This piece is the sixth in a series of reflections about Lent and Holy Week.
“They killed Jesus? Why did they do that? They are bad people! He didn’t do anything bad. It’s not fair!” Our three-year-old son ranted in this fashion the whole walk home from his first Good Friday worship service. The sidewalk—lined with filthy snow, grit and melting dog turds—the drizzle falling from a clay-coloured sky, the barren trees and the moaning wind all seemed to agree.
Our son, for the first time, realized that baby Jesus, who became a man of the marginalized and a healer, was murdered. He was furious and inconsolable in his despair over the injustice of Jesus’ crucifixion. I held his hand. I told him Jesus’ friends probably felt the same way. I didn’t mention Easter. Tears ran down his cheeks.
Only the most courageous among us truly surrender ourselves to the Good Friday story. We prefer to put Jesus in the tomb, like bread into a toaster, confident he will pop back up on Easter morning. No worries.

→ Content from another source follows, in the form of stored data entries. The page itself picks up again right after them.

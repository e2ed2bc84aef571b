//! Query/mutation facade over the store and its backend.
//!
//! # Responsibility
//! - Expose every planner capability as one `Planner` value.
//! - Parse date input, shape read views and save after each mutation.
//!
//! # Invariants
//! - Not-found is reported as `None`, `false` or a failed `LinkOutcome`,
//!   never as an error.
//! - A failed mutation (malformed date, missing parent) changes nothing.
//!
//! # See also
//! - `graph` for the in-memory link and dependent-note rules.

mod error;
mod mutations;
mod planner;
mod relations;
mod requests;
mod views;

pub use error::{ServiceError, ServiceResult};
pub use planner::{Planner, WEEK_DAYS};
pub use requests::{
    DependentNotePatch, EventPatch, GoalPatch, NewEvent, NewGoal, NewNote, NewTodo, NotePatch,
    TodoPatch,
};
pub use views::{
    AttachedNote, EventView, GoalDetails, GoalView, LinkOutcome, TagSearchResults, TodoView,
};
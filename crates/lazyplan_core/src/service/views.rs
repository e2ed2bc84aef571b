//! Read projections returned by the facade.
//!
//! Entity views flatten the stored record and append its dependent notes under
//! `notes`; the key is omitted when there are none.

use crate::model::entity::{DependentNote, Event, Goal, Link, Todo};
use crate::model::kind::{EntityId, EntityKind, EntityRef};
use crate::store::Store;
use serde::Serialize;

/// Dependent note as embedded in its parent's view.
#[derive(Debug, Clone, PartialEq, Eq, Serialize)]
pub struct AttachedNote {
    pub id: EntityId,
    pub title: String,
    pub content: String,
}

impl From<&DependentNote> for AttachedNote {
    fn from(note: &DependentNote) -> Self {
        Self {
            id: note.id,
            title: note.title.clone(),
            content: note.content.clone(),
        }
    }
}

#[derive(Debug, Clone, PartialEq, Eq, Serialize)]
pub struct EventView {
    #[serde(flatten)]
    pub event: Event,
    #[serde(skip_serializing_if = "Vec::is_empty")]
    pub notes: Vec<AttachedNote>,
}

#[derive(Debug, Clone, PartialEq, Eq, Serialize)]
pub struct TodoView {
    #[serde(flatten)]
    pub todo: Todo,
    #[serde(skip_serializing_if = "Vec::is_empty")]
    pub notes: Vec<AttachedNote>,
}

#[derive(Debug, Clone, PartialEq, Eq, Serialize)]
pub struct GoalView {
    #[serde(flatten)]
    pub goal: Goal,
    #[serde(skip_serializing_if = "Vec::is_empty")]
    pub notes: Vec<AttachedNote>,
}

/// Goal with everything its outgoing links point at.
#[derive(Debug, Clone, PartialEq, Eq, Serialize)]
pub struct GoalDetails {
    #[serde(flatten)]
    pub goal: GoalView,
    pub todos: Vec<TodoView>,
    pub events: Vec<EventView>,
    pub sub_goals: Vec<GoalView>,
}

/// Cross-kind tag search result.
#[derive(Debug, Clone, Default, PartialEq, Eq, Serialize)]
pub struct TagSearchResults {
    pub todos: Vec<TodoView>,
    pub goals: Vec<GoalView>,
    pub events: Vec<EventView>,
}

impl TagSearchResults {
    pub fn is_empty(&self) -> bool {
        self.todos.is_empty() && self.goals.is_empty() && self.events.is_empty()
    }
}

/// Result of a named link operation.
#[derive(Debug, Clone, PartialEq, Eq, Serialize)]
pub struct LinkOutcome {
    pub success: bool,
    pub message: String,
    #[serde(skip_serializing_if = "Option::is_none")]
    pub link: Option<Link>,
    /// Endpoints that did not resolve.
    #[serde(skip_serializing_if = "Vec::is_empty")]
    pub missing: Vec<EntityRef>,
}

impl LinkOutcome {
    pub(crate) fn linked(link: Link, message: String) -> Self {
        Self {
            success: true,
            message,
            link: Some(link),
            missing: Vec::new(),
        }
    }

    /// Failure naming every endpoint that is absent, e.g. "Todo 3 and Goal 9 not found".
    pub(crate) fn not_found(missing: Vec<EntityRef>) -> Self {
        let names = missing
            .iter()
            .map(|entity| format!("{} {}", entity.kind.label(), entity.id))
            .collect::<Vec<_>>()
            .join(" and ");
        Self {
            success: false,
            message: format!("{names} not found"),
            link: None,
            missing,
        }
    }
}

fn attached(store: &Store, parent: EntityRef) -> Vec<AttachedNote> {
    store
        .dependent_notes_of(parent)
        .into_iter()
        .map(AttachedNote::from)
        .collect()
}

pub(crate) fn event_view(store: &Store, event: &Event) -> EventView {
    EventView {
        event: event.clone(),
        notes: attached(store, EntityRef::new(EntityKind::Event, event.id)),
    }
}

pub(crate) fn todo_view(store: &Store, todo: &Todo) -> TodoView {
    TodoView {
        todo: todo.clone(),
        notes: attached(store, EntityRef::new(EntityKind::Todo, todo.id)),
    }
}

pub(crate) fn goal_view(store: &Store, goal: &Goal) -> GoalView {
    GoalView {
        goal: goal.clone(),
        notes: attached(store, EntityRef::new(EntityKind::Goal, goal.id)),
    }
}

#[cfg(test)]
mod tests {
    use super::{todo_view, LinkOutcome};
    use crate::model::entity::Todo;
    use crate::model::kind::EntityRef;
    use crate::store::Store;

    #[test]
    fn view_omits_notes_key_when_empty() {
        let store = Store::new();
        let value = serde_json::to_value(todo_view(&store, &Todo::new(1, "Pack"))).unwrap();
        assert_eq!(value["title"], "Pack");
        assert!(value.get("notes").is_none());
    }

    #[test]
    fn not_found_message_names_each_missing_endpoint() {
        let outcome = LinkOutcome::not_found(vec![EntityRef::todo(3), EntityRef::goal(9)]);
        assert!(!outcome.success);
        assert_eq!(outcome.message, "Todo 3 and Goal 9 not found");
    }
}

Friday’s grisly scene will soon be transformed into pastels, tulips, painted eggs, bunnies and sunrises.
What if we had only a charismatic, donkey riding, peasant revolutionary who was publicly tortured and put to death by a powerfully militarized occupying empire?
More Holy Week reflections from Broadview:
In Elie Wiesel’s memoir, Night—about his survival in a German concentration camp—he describes being forced to witness the slow, agonizing death of a young boy, hanged for collaborating against the Nazis:
Behind me, I heard… a man asking: “Where is God now?”
And I heard a voice within me answer him: “Where is He? Here He is—He is hanging here on this gallows….”
We’re Easter people. We hurry from cross to empty tomb—the show stopper, the orchestra swelling, trumpets and timpani sounding, proclamations of the end of injustice and suffering, the victory of life over death.
Can we be honest? Death and suffering have not been defeated.
The resurrection—like Donald Trump on the return to normal after COVID-19—is aspirational. It is described poetically, with metaphors and symbols—the curving neck of fiddleheads, crocuses sprouting in the snow, the song of a sparrow in a blossoming cherry tree, the restoration of relationships, an ineffable inner awakening—all true, beautiful and full of promise.
Good Friday, on the other hand, is as literal as a grave. The fear, despair, injustice, violence and suffering of God on a cross persists in the flesh.
On this Good Friday of the plague, where is God? God is weeping in Italy and Spain, perishing in a Bobcaygeon nursing home, laying down her or his life for friends and strangers at the hospital and the grocery store, suffocating for lack of a respirator, sleeping cheek to jowl in a homeless shelter, deprived of a final kiss, alone, bracing as the pandemic stalks Africa. Suffering and death abound.
This week, a little girl came to the food bank with her mother. Stressed, tired and laid off from her minimum-wage job, Mom accepted the grocery card and picked 10 items from the pantry shelf. Her daughter rummaged through a basket of hotel toiletries. “She wants one of those hotel shampoos,” her mother sighed, “to wash her hair. I use soap.” But the shampoos were all gone. Only hand lotions were left in the basket.
“Where is God,” I wanted to cry, “when a frightened little girl cannot have 30 lousy millilitres of shampoo to wash her hair?”
And I heard Good Friday answer: “Where is God? Here She is—searching in a basket for shampoo.”